The hackers’ challenge, on the other hand, is to fail every time but once – and if they get in once (and get enough data), they win.

“Our adversary has more funding, a lot of resources and is scarily efficient in their understanding of systems and how they respond to changes to them. It’s an arms race – and it hasn’t gotten worse. But the eCommerce economy is growing and so, even held down to their current levels, these bad guys are making lots of money.”

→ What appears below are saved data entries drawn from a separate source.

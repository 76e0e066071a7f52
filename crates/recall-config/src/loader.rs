// SPDX-FileCopyrightText: 2026 Recall Contributors
// SPDX-License-Identifier: MIT OR Apache-2.0

//! Configuration loader using Figment for layered config merging.
//!
//! Supports XDG hierarchy: `./recall.toml` > `~/.config/recall/recall.toml` > `/etc/recall/recall.toml`
//! with environment variable overrides via `RECALL_` prefix.

#![allow(clippy::result_large_err)] // figment::Error is external and cannot be boxed without wrapper

use std::path::{Path, PathBuf};

use figment::{
    providers::{Env, Format, Serialized, Toml},
    Figment,
};

use crate::model::RecallConfig;

/// Load configuration from the standard XDG hierarchy with env var overrides.
///
/// Merge order (later overrides earlier):
/// 1. Compiled defaults
/// 2. `/etc/recall/recall.toml`
/// 3. `~/.config/recall/recall.toml`
/// 4. `./recall.toml`
/// 5. `RECALL_*` environment variables
pub fn load_config() -> Result<RecallConfig, figment::Error> {
    build_figment().extract()
}

/// Load configuration from a TOML string only (no files, no env).
pub fn load_config_from_str(toml_content: &str) -> Result<RecallConfig, figment::Error> {
    Figment::new()
        .merge(Serialized::defaults(RecallConfig::default()))
        .merge(Toml::string(toml_content))
        .extract()
}

/// Load configuration from a specific file path with env var overrides.
pub fn load_config_from_path(path: &Path) -> Result<RecallConfig, figment::Error> {
    Figment::new()
        .merge(Serialized::defaults(RecallConfig::default()))
        .merge(Toml::file(path))
        .merge(env_provider())
        .extract()
}

/// Config files consulted by [`load_config`], lowest precedence first.
///
/// Missing files are skipped by figment, so every candidate is listed.
pub fn config_files() -> Vec<PathBuf> {
    let mut files = vec![PathBuf::from("/etc/recall/recall.toml")];
    if let Some(dir) = dirs::config_dir() {
        files.push(dir.join("recall").join("recall.toml"));
    }
    files.push(PathBuf::from("recall.toml"));
    files
}

/// Build the Figment used for config loading, before extraction.
pub fn build_figment() -> Figment {
    config_files()
        .into_iter()
        .fold(
            Figment::new().merge(Serialized::defaults(RecallConfig::default())),
            |figment, file| figment.merge(Toml::file(file)),
        )
        .merge(env_provider())
}

/// Environment provider with explicit section mapping.
///
/// Uses `Env::map()` rather than `Env::split("_")` because key names contain
/// underscores: `RECALL_BACKEND_API_KEY` must map to `backend.api_key`,
/// not `backend.api.key`.
pub(crate) fn env_provider() -> Env {
    Env::prefixed("RECALL_").map(|key| {
        let mapped = key
            .as_str()
            .replacen("backend_", "backend.", 1)
            .replacen("memory_", "memory.", 1)
            .replacen("privacy_", "privacy.", 1)
            .replacen("logging_", "logging.", 1);
        mapped.into()
    })
}
// SPDX-FileCopyrightText: 2026 Recall Contributors
// SPDX-License-Identifier: MIT OR Apache-2.0

//! First-turn memory injection.
//!
//! `MemoryContext` is the single per-process object owning the backend
//! handle and the set of sessions already injected. Construct it once at
//! startup and share it; the injected set lives in memory only, so a
//! restart injects again on the next first turn.

use std::collections::HashSet;
use std::sync::Arc;

use recall_config::model::MemoryConfig;
use recall_core::{MemoryBackend, ScopeContext};
use tokio::sync::Mutex;
use tracing::{debug, info};

use crate::formatter::ContextFormatter;
use crate::retriever::RetrievalOrchestrator;

pub struct MemoryContext {
    orchestrator: RetrievalOrchestrator,
    formatter: ContextFormatter,
    injected: Mutex<HashSet<String>>,
}

impl MemoryContext {
    pub fn new(backend: Arc<dyn MemoryBackend>, config: &MemoryConfig) -> Self {
        Self {
            orchestrator: RetrievalOrchestrator::new(backend, config),
            formatter: ContextFormatter::new(config),
            injected: Mutex::new(HashSet::new()),
        }
    }

    /// The context block for `session_id`'s first turn.
    ///
    /// Returns `None` when the session was already handled or nothing
    /// relevant was found. The session is marked before retrieval starts, so
    /// concurrent first turns of one session inject at most once.
    pub async fn first_turn_context(
        &self,
        session_id: &str,
        query: &str,
        scope: &ScopeContext,
    ) -> Option<String> {
        if !self.injected.lock().await.insert(session_id.to_string()) {
            debug!(session_id, "session already injected");
            return None;
        }

        let retrieved = self.orchestrator.retrieve(query, scope).await;
        let block = self.formatter.format(&retrieved);
        if block.is_empty() {
            debug!(session_id, "no memories to inject");
            return None;
        }
        info!(session_id, bytes = block.len(), "injecting memory context");
        Some(block)
    }

    pub async fn was_injected(&self, session_id: &str) -> bool {
        self.injected.lock().await.contains(session_id)
    }
}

Billions, in fact. And that amount of money will motivate them to stay around. The point, Vergara said, is not to try to eliminate them all, but to get so good at detecting them and making it hard for them to monetize their crimes efficiently, that they move on to easier targets.

“Around the globe everyday we are trying to make our customers stay protected in almost 200 countries.  Whenever we see stolen credentials, we stop them.  Hopefully these folks will be arrested, but that probably won’t happen if they are outside U.S. jurisdiction. So the other option is you can convince the guys who are doing this that it isn’t worth their time because the economics aren’t there. It makes them more likely to move on to something else.”

That is a daunting task.

But not an impossible one – just one that needs to be undertaken with the right systems and risk management tools to keep fraud at a minimum, even if fraudsters manage to breach systems.

And, of course, it also helps if no one panics and reports a breach where there wasn’t one, but even the biggest firms can’t control everything.